Dataset records:
Content starts

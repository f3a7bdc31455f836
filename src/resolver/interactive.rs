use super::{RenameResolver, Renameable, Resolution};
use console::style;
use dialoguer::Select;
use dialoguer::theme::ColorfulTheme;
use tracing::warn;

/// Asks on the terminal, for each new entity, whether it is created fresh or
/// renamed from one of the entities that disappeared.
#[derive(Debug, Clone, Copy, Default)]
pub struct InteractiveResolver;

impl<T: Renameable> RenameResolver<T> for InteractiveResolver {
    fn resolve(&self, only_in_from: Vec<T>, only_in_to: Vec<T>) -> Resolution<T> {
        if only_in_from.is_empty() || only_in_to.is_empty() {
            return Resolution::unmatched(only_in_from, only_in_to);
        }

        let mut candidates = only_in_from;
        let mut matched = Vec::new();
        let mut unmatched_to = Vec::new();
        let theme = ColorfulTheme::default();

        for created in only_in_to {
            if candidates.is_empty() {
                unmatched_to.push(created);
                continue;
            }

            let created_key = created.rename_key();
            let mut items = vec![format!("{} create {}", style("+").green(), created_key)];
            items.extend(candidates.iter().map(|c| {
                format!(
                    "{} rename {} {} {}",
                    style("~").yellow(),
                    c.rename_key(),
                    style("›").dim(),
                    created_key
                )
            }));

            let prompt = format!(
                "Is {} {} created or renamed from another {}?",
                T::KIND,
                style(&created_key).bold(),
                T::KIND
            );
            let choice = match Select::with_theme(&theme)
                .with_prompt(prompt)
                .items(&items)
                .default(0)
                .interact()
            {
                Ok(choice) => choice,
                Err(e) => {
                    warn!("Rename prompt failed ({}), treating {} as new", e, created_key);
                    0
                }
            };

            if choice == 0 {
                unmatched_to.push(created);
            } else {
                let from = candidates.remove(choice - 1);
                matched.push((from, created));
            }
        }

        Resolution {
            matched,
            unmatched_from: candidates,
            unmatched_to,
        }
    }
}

Content ends

**Problem to work on**
Filter the lines above, keeping each one that contains the string "items".

**Written answer**
            let mut items = vec![format!("{} create {}", style("+").green(), created_key)];
            items.extend(candidates.iter().map(|c| {
                .items(&items)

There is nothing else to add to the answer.